In order to strengthen nonreciprocal phase shift, optoisolator that implementation structure is more compact and optical circulator can also adopt long again one deck faraday coefficient of rotary θ on the magnetic material film
FOpposite magnetic material film is made waveguide with wet chemical etching or reactive ion etching method again.Middle as shown in Figure 3 faraday's coefficient of rotary θ
F>0 is positioned at faraday's coefficient of rotary θ
F<0 top also can be with faraday's coefficient of rotary θ
F<0 is arranged on faraday's coefficient of rotary θ
F>0 below.
Claims (4)
1, a kind of based on continuously apart from the optical circulator of directional coupled structure, it is characterized in that: on substrate (4) successively by input y branch waveguide (1), have or be provided with the rectangular bimodule waveguide (2) of magnetic material and output y branch waveguide (3) and be connected in series and form.

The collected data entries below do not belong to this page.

use clap::{Args, Parser, Subcommand, ValueEnum};
use std::path::PathBuf;

#[derive(Parser, Debug)]
#[command(
    name = "editgrid",
    bin_name = "editgrid",
    version,
    disable_help_subcommand = true
)]
#[command(about = "Editable, filterable data grids in the terminal", long_about = None)]
pub struct Cli {
    #[command(subcommand)]
    pub command: Commands,

    /// Directory holding this session's view state (env: EDITGRID_SESSION_DIR)
    #[arg(long, global = true, help_heading = "Options")]
    pub session_dir: Option<PathBuf>,

    /// Config file (TOML)
    #[arg(long, global = true, help_heading = "Options")]
    pub config: Option<PathBuf>,

    /// Verbose output (debug logging on stderr)
    #[arg(short, long, global = true, help_heading = "Options")]
    pub verbose: bool,
}

#[derive(Subcommand, Debug)]
pub enum Commands {
    /// Print the grid laid out for a viewport width
    #[command(display_order = 1)]
    Show {
        /// Grid document (JSON)
        doc: PathBuf,

        #[command(flatten)]
        view: ViewArgs,

        /// Viewport width in columns (defaults to the terminal width)
        #[arg(long)]
        width: Option<u32>,

        /// Expand a row's detail panel (repeatable)
        #[arg(long = "expand", value_name = "ID")]
        expand: Vec<String>,

        /// Select a row (repeatable)
        #[arg(long = "select", value_name = "ID")]
        select: Vec<String>,

        /// Page to show, starting at 1
        #[arg(long, default_value_t = 1)]
        page: usize,
    },

    /// Print the filtered, sorted rows
    #[command(display_order = 2)]
    Export {
        /// Grid document (JSON)
        doc: PathBuf,

        #[command(flatten)]
        view: ViewArgs,

        /// Output format
        #[arg(long, value_enum, default_value_t = FormatArg::Json)]
        format: FormatArg,
    },

    /// Edit a row and print the save payload
    #[command(display_order = 3)]
    Edit {
        /// Grid document (JSON)
        doc: PathBuf,

        /// Row id
        #[arg(long)]
        row: String,

        /// Cell assignment COL=VALUE (repeatable)
        #[arg(long = "set", value_name = "COL=VALUE", required = true)]
        set: Vec<String>,
    },

    /// Fill the add-mode row and print the save payload
    #[command(display_order = 4)]
    Add {
        /// Grid document (JSON)
        doc: PathBuf,

        /// Cell assignment COL=VALUE (repeatable)
        #[arg(long = "set", value_name = "COL=VALUE")]
        set: Vec<String>,
    },

    /// Delete rows and print what the host receives
    #[command(display_order = 5)]
    Delete {
        /// Grid document (JSON)
        doc: PathBuf,

        /// Row id (repeatable)
        #[arg(long = "row", value_name = "ID", required = true)]
        rows: Vec<String>,
    },

    /// Inspect or clear persisted view state
    #[command(display_order = 6)]
    State {
        #[command(subcommand)]
        action: StateCommands,
    },
}

#[derive(Subcommand, Debug)]
pub enum StateCommands {
    /// Print the stored view state of a grid
    Show {
        /// Grid document (JSON)
        doc: PathBuf,
    },

    /// Remove stored view state (one grid, or the whole session)
    Clear {
        /// Grid document (JSON); omit to clear every grid
        doc: Option<PathBuf>,
    },
}

/// Interactions applied before printing. Each one is persisted like a UI change.
#[derive(Args, Debug, Default)]
pub struct ViewArgs {
    /// Global filter text
    #[arg(long)]
    pub global: Option<String>,

    /// Column filter COL=TEXT (repeatable, switches to individual mode)
    #[arg(long = "filter", value_name = "COL=TEXT")]
    pub filter: Vec<String>,

    /// Sort by COL or COL:desc (repeatable for multi-sort)
    #[arg(long = "sort", value_name = "COL[:desc]")]
    pub sort: Vec<String>,

    /// Hide a column (repeatable)
    #[arg(long = "hide", value_name = "COL")]
    pub hide: Vec<String>,

    /// Show a previously hidden column (repeatable)
    #[arg(long = "unhide", value_name = "COL")]
    pub unhide: Vec<String>,

    /// Clear all filter values first
    #[arg(long)]
    pub clear_filters: bool,
}

#[derive(Copy, Clone, Debug, PartialEq, Eq, ValueEnum)]
pub enum FormatArg {
    Json,
    Csv,
}

/// Splits `KEY=VALUE`. The value may itself contain `=`.
pub fn split_assignment(raw: &str) -> Option<(&str, &str)> {
    let (key, value) = raw.split_once('=')?;
    let key = key.trim();
    if key.is_empty() {
        return None;
    }
    Some((key, value))
}

#[cfg(test)]
mod tests {
    use super::*;

    #[test]
    fn parses_show_with_view_flags() {
        let cli = Cli::try_parse_from([
            "editgrid",
            "show",
            "grid.json",
            "--width",
            "60",
            "--filter",
            "name=ar",
            "--sort",
            "level:desc",
            "--expand",
            "r1",
            "--expand",
            "r2",
        ])
        .unwrap();

        match cli.command {
            Commands::Show {
                width,
                view,
                expand,
                ..
            } => {
                assert_eq!(width, Some(60));
                assert_eq!(view.filter, vec!["name=ar"]);
                assert_eq!(view.sort, vec!["level:desc"]);
                assert_eq!(expand, vec!["r1", "r2"]);
            }
            other => panic!("unexpected command: {:?}", other),
        }
    }

    #[test]
    fn global_options_after_subcommand() {
        let cli = Cli::try_parse_from(["editgrid", "state", "clear", "--session-dir", "/tmp/s", "-v"])
            .unwrap();
        assert!(cli.verbose);
        assert_eq!(cli.session_dir, Some(PathBuf::from("/tmp/s")));
    }

    #[test]
    fn edit_requires_assignments() {
        assert!(Cli::try_parse_from(["editgrid", "edit", "g.json", "--row", "1"]).is_err());
    }

    #[test]
    fn assignment_splitting() {
        assert_eq!(split_assignment("note=a=b"), Some(("note", "a=b")));
        assert_eq!(split_assignment("name="), Some(("name", "")));
        assert_eq!(split_assignment("=x"), None);
        assert_eq!(split_assignment("novalue"), None);
    }
}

2, according to claim 1 a kind of based on continuously apart from the optical circulator of directional coupled structure, it is characterized in that: the described length that has or be provided with the rectangular bimodule waveguide (2) of magnetic material satisfies symmetric mode and anti symmetric mode constructive interference when forward transmitted, destructive interference during reverse transfer; Or symmetric mode and anti symmetric mode destructive interference when forward transmitted, constructive interference during reverse transfer.
3, according to claim 1 a kind of based on continuously apart from the optical circulator of directional coupled structure, it is characterized in that: describedly be provided with magnetic material rectangular bimodule waveguide (2) upper surface center or the center is symmetrical arranged magnetic material film (5).
4, according to claim 1 a kind of based on continuously apart from the optical circulator of directional coupled structure, it is characterized in that: described have magnetic material rectangular bimodule waveguide (2) by two-layer faraday's coefficient of rotary θ
FOpposite magnetic material film (5) constitutes.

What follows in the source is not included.